German Center for Neurodegenerative Diseases (DZNE)-Rostock/Greifswald, Rostock, Germany.
Department of Psychosomatic Medicine, University of Rostock, Rostock, Germany.
Alzheimers Dement. 2018 Sep;14(9):1126-1136. doi: 10.1016/j.jalz.2018.04.004. Epub 2018 May 21.
Cognitive change in people at risk of Alzheimer's disease (AD) such as subjective memory complainers is highly variable across individuals.
We used latent class growth modeling to identify distinct classes of nonlinear trajectories of cognitive change over 2 years follow-up from 265 subjective memory complainers individuals (age 70 years and older) of the INSIGHT-preAD cohort. We determined the effect of cortical amyloid load, hippocampus and basal forebrain volumes, and education on the cognitive trajectory classes.
Latent class growth modeling identified distinct nonlinear cognitive trajectories. Education was associated with higher performing trajectories, whereas global amyloid load and basal forebrain atrophy were associated with lower performing trajectories.

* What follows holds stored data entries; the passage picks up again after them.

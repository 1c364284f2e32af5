//! Data models for trades, quotes, and derived valuations.

mod quote;
mod symbol;
mod trade;
mod valuation;

pub use quote::{PriceQuote, QuoteSource};
pub use symbol::Symbol;
pub use trade::{AssetType, NewTrade, Trade, TradeType};
pub use valuation::{Holding, PortfolioSummary, ValuationResult};
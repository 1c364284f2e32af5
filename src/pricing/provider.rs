//! Price provider capability.

use async_trait::async_trait;

use crate::error::ProviderError;
use crate::models::{PriceQuote, Symbol};

/// A single source of current prices.
///
/// Implementations are stateless with respect to the domain: each call
/// stands alone and may be retried or abandoned by the resolver.
#[async_trait]
pub trait PriceProvider: Send + Sync {
    /// Short identifier used in logs.
    fn id(&self) -> &'static str;

    /// Resolve the latest price for `symbol`.
    async fn latest_price(&self, symbol: &Symbol) -> Result<PriceQuote, ProviderError>;
}
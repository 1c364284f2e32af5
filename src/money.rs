//! Exact fixed-point money arithmetic on top of `rust_decimal`.
//!
//! Prices, totals and fees carry 2 decimal places, traded quantities up to 8.
//! Multiplication keeps full precision; only division and explicit rescaling
//! round, always half-up.

use std::fmt;
use std::iter::Sum;
use std::ops::{Add, AddAssign, Mul, Neg, Sub, SubAssign};
use std::str::FromStr;

use rust_decimal::{Decimal, RoundingStrategy};
use serde::{Deserialize, Serialize};
use thiserror::Error;

/// Errors raised by [`Money`] construction and division.
#[derive(Error, Debug, Clone, PartialEq, Eq)]
pub enum MoneyError {
    #[error("Invalid decimal value: {0}")]
    Parse(String),

    #[error("Division by zero")]
    DivisionByZero,

    #[error("Arithmetic overflow")]
    Overflow,
}

/// Signed decimal amount with an explicit scale.
#[derive(Debug, Clone, Copy, Default, PartialEq, Eq, PartialOrd, Ord, Hash, Serialize, Deserialize)]
#[serde(transparent)]
pub struct Money(Decimal);

impl Money {
    pub const ZERO: Money = Money(Decimal::ZERO);
    pub const ONE_HUNDRED: Money = Money(Decimal::ONE_HUNDRED);

    /// Scale used for prices, totals and fees.
    pub const CURRENCY_SCALE: u32 = 2;
    /// Scale used for traded quantities.
    pub const QUANTITY_SCALE: u32 = 8;
    /// Scale of a ratio before it is turned into a percentage.
    pub const RATIO_SCALE: u32 = 4;

    /// Build from an integer-scaled representation, e.g. `Money::new(12345, 2)` is 123.45.
    pub fn new(units: i64, scale: u32) -> Self {
        Self(Decimal::new(units, scale))
    }

    pub const fn from_decimal(value: Decimal) -> Self {
        Self(value)
    }

    pub fn amount(&self) -> Decimal {
        self.0
    }

    pub fn scale(&self) -> u32 {
        self.0.scale()
    }

    pub fn is_zero(&self) -> bool {
        self.0.is_zero()
    }

    pub fn is_positive(&self) -> bool {
        self.0 > Decimal::ZERO
    }

    pub fn is_negative(&self) -> bool {
        self.0 < Decimal::ZERO
    }

    pub fn checked_add(self, rhs: Money) -> Option<Money> {
        self.0.checked_add(rhs.0).map(Money)
    }

    pub fn checked_sub(self, rhs: Money) -> Option<Money> {
        self.0.checked_sub(rhs.0).map(Money)
    }

    pub fn checked_mul(self, rhs: Money) -> Option<Money> {
        self.0.checked_mul(rhs.0).map(Money)
    }

    /// Divide and round half-up to `scale` decimal places.
    pub fn checked_div(self, rhs: Money, scale: u32) -> Result<Money, MoneyError> {
        if rhs.is_zero() {
            return Err(MoneyError::DivisionByZero);
        }
        let quotient = self.0.checked_div(rhs.0).ok_or(MoneyError::Overflow)?;
        Ok(Money(quotient).rescale(scale))
    }

    /// Round half-up to `scale` places and pad so the result carries exactly that scale.
    pub fn rescale(self, scale: u32) -> Money {
        let mut value = self
            .0
            .round_dp_with_strategy(scale, RoundingStrategy::MidpointAwayFromZero);
        value.rescale(scale);
        Money(value)
    }

    pub fn round_currency(self) -> Money {
        self.rescale(Self::CURRENCY_SCALE)
    }
}

impl From<Decimal> for Money {
    fn from(value: Decimal) -> Self {
        Self(value)
    }
}

impl From<i64> for Money {
    fn from(value: i64) -> Self {
        Self(Decimal::from(value))
    }
}

impl FromStr for Money {
    type Err = MoneyError;

    fn from_str(s: &str) -> Result<Self, Self::Err> {
        let trimmed = s.trim();
        Decimal::from_str(trimmed)
            .or_else(|_| Decimal::from_scientific(trimmed))
            .map(Money)
            .map_err(|_| MoneyError::Parse(s.to_string()))
    }
}

impl fmt::Display for Money {
    fn fmt(&self, f: &mut fmt::Formatter<'_>) -> fmt::Result {
        fmt::Display::fmt(&self.0, f)
    }
}

impl Add for Money {
    type Output = Money;

    fn add(self, rhs: Money) -> Money {
        Money(self.0 + rhs.0)
    }
}

impl AddAssign for Money {
    fn add_assign(&mut self, rhs: Money) {
        self.0 += rhs.0;
    }
}

impl Sub for Money {
    type Output = Money;

    fn sub(self, rhs: Money) -> Money {
        Money(self.0 - rhs.0)
    }
}

impl SubAssign for Money {
    fn sub_assign(&mut self, rhs: Money) {
        self.0 -= rhs.0;
    }
}

impl Mul for Money {
    type Output = Money;

    fn mul(self, rhs: Money) -> Money {
        Money(self.0 * rhs.0)
    }
}

impl Neg for Money {
    type Output = Money;

    fn neg(self) -> Money {
        Money(-self.0)
    }
}

impl Sum for Money {
    fn sum<I: Iterator<Item = Money>>(iter: I) -> Money {
        iter.fold(Money::ZERO, |acc, m| acc + m)
    }
}

impl<'a> Sum<&'a Money> for Money {
    fn sum<I: Iterator<Item = &'a Money>>(iter: I) -> Money {
        iter.copied().sum()
    }
}

#[cfg(test)]
mod tests {
    use super::*;
    use rust_decimal_macros::dec;

    fn m(s: &str) -> Money {
        s.parse().unwrap()
    }

    #[test]
    fn test_construction() {
        assert_eq!(Money::new(12345, 2), m("123.45"));
        assert_eq!(Money::new(12345, 2).scale(), 2);
        assert_eq!(Money::from(dec!(0.5)), m("0.50"));
        assert_eq!(m(" 42 "), Money::from(42_i64));
        assert!(matches!("abc".parse::<Money>(), Err(MoneyError::Parse(_))));
    }

    #[test]
    fn test_multiplication_keeps_precision() {
        let qty = m("0.12345678");
        let price = m("100.01");
        let product = qty * price;
        assert_eq!(product.amount(), dec!(12.3469125678));
        assert_eq!(product.scale(), 10);
    }

    #[test]
    fn test_division_rounds_half_up() {
        assert_eq!(m("2").checked_div(m("3"), 4).unwrap(), m("0.6667"));
        assert_eq!(m("1").checked_div(m("8"), 2).unwrap(), m("0.13")); // 0.125
        assert_eq!(m("-1").checked_div(m("8"), 2).unwrap(), m("-0.13"));
        assert_eq!(m("1").checked_div(m("4"), 4).unwrap().scale(), 4);
    }

    #[test]
    fn test_division_by_zero() {
        assert_eq!(
            m("10").checked_div(Money::ZERO, 4),
            Err(MoneyError::DivisionByZero)
        );
        assert_eq!(
            m("10").checked_div(m("0.00"), 2),
            Err(MoneyError::DivisionByZero)
        );
    }

    #[test]
    fn test_rescale_pads_and_rounds() {
        assert_eq!(m("100").round_currency().to_string(), "100.00");
        assert_eq!(m("1.005").round_currency(), m("1.01"));
        assert_eq!(m("1.004").round_currency(), m("1.00"));
        assert_eq!(m("2.5").rescale(0), m("3"));
    }

    #[test]
    fn test_exact_comparison() {
        assert_eq!(m("1.0"), m("1.00"));
        assert!(m("0.30") > m("0.29999999"));
        assert_ne!(m("0.1") + m("0.2"), m("0.30000001"));
        assert_eq!(m("0.1") + m("0.2"), m("0.3"));
    }

    #[test]
    fn test_checked_overflow() {
        let big = Money::from(Decimal::MAX);
        assert!(big.checked_mul(m("2")).is_none());
        assert!(big.checked_add(big).is_none());
        assert_eq!(m("3").checked_sub(m("5")), Some(m("-2")));
    }

    #[test]
    fn test_sum() {
        let values = vec![m("1.10"), m("2.20"), m("-0.30")];
        assert_eq!(values.iter().sum::<Money>(), m("3.00"));
        assert_eq!(Vec::<Money>::new().into_iter().sum::<Money>(), Money::ZERO);
    }
}
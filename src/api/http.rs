//! Shared HTTP client and single-retry helper for quote providers.

use std::future::Future;
use std::str::FromStr;
use std::time::Duration;

use anyhow::{Context, Result};
use backoff::ExponentialBackoffBuilder;
use reqwest::{Client, Response};
use tracing::warn;

use crate::error::ProviderError;
use crate::money::Money;

const RETRY_INITIAL_INTERVAL: Duration = Duration::from_millis(250);

/// Build the process-wide HTTP client. Clone it into each provider.
pub fn build_client(timeout: Duration) -> Result<Client> {
    Client::builder()
        .timeout(timeout)
        .connect_timeout(timeout.min(Duration::from_secs(5)))
        .user_agent(concat!("fintrack/", env!("CARGO_PKG_VERSION")))
        .build()
        .context("Failed to create HTTP client")
}

/// Run `op`, retrying once if the first failure is transient.
///
/// The retry is abandoned once `budget` has elapsed.
pub async fn with_single_retry<T, F, Fut>(
    provider: &'static str,
    budget: Duration,
    mut op: F,
) -> Result<T, ProviderError>
where
    F: FnMut() -> Fut,
    Fut: Future<Output = Result<T, ProviderError>>,
{
    let policy = ExponentialBackoffBuilder::new()
        .with_initial_interval(RETRY_INITIAL_INTERVAL)
        .with_max_elapsed_time(Some(budget))
        .build();

    let mut attempt = 0u32;
    backoff::future::retry_notify(
        policy,
        || {
            attempt += 1;
            let first_attempt = attempt == 1;
            let request = op();
            async move {
                request.await.map_err(|e| {
                    if first_attempt && e.is_transient() {
                        backoff::Error::transient(e)
                    } else {
                        backoff::Error::permanent(e)
                    }
                })
            }
        },
        |e: ProviderError, wait: Duration| {
            warn!(provider, error = %e, retry_in = ?wait, "Retrying price request");
        },
    )
    .await
}

/// Map a non-2xx response to a provider error.
pub fn check_status(provider: &'static str, response: Response) -> Result<Response, ProviderError> {
    let status = response.status();
    if status.is_success() {
        Ok(response)
    } else {
        Err(ProviderError::Status {
            provider,
            status: status.as_u16(),
        })
    }
}

/// Parse a provider price, rejecting anything that is not strictly positive.
pub fn parse_price(provider: &'static str, raw: &str) -> Result<Money, ProviderError> {
    let invalid = || ProviderError::InvalidPrice {
        provider,
        value: raw.to_string(),
    };
    let price = Money::from_str(raw).map_err(|_| invalid())?;
    if price.is_positive() {
        Ok(price)
    } else {
        Err(invalid())
    }
}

Distinct classes of cognitive trajectories were associated with risk and protective factors of AD. These associations support the notion that the identified cognitive trajectories reflect different risk for AD that may be useful for selecting high-risk individuals for intervention trials.
在有患阿尔茨海默病(AD)风险的人群中,如主观记忆抱怨者,其认知变化在个体间具有高度可变性。
我们使用潜在类别增长建模来确定 265 名主观记忆抱怨者个体(年龄在 70 岁及以上)的 INSIGHT-preAD 队列在 2 年随访期间认知变化的非线性轨迹的不同类别。我们确定了皮质淀粉样蛋白负荷、海马体和基底前脑体积以及教育对认知轨迹类别的影响。
潜在类别增长建模确定了不同的非线性认知轨迹。教育与表现较好的轨迹相关,而总体淀粉样蛋白负荷和基底前脑萎缩与表现较差的轨迹相关。
不同的认知轨迹类别与 AD 的风险和保护因素相关。这些关联支持了这样一种观点,即所确定的认知轨迹反映了不同的 AD 风险,这可能有助于为干预试验选择高风险个体。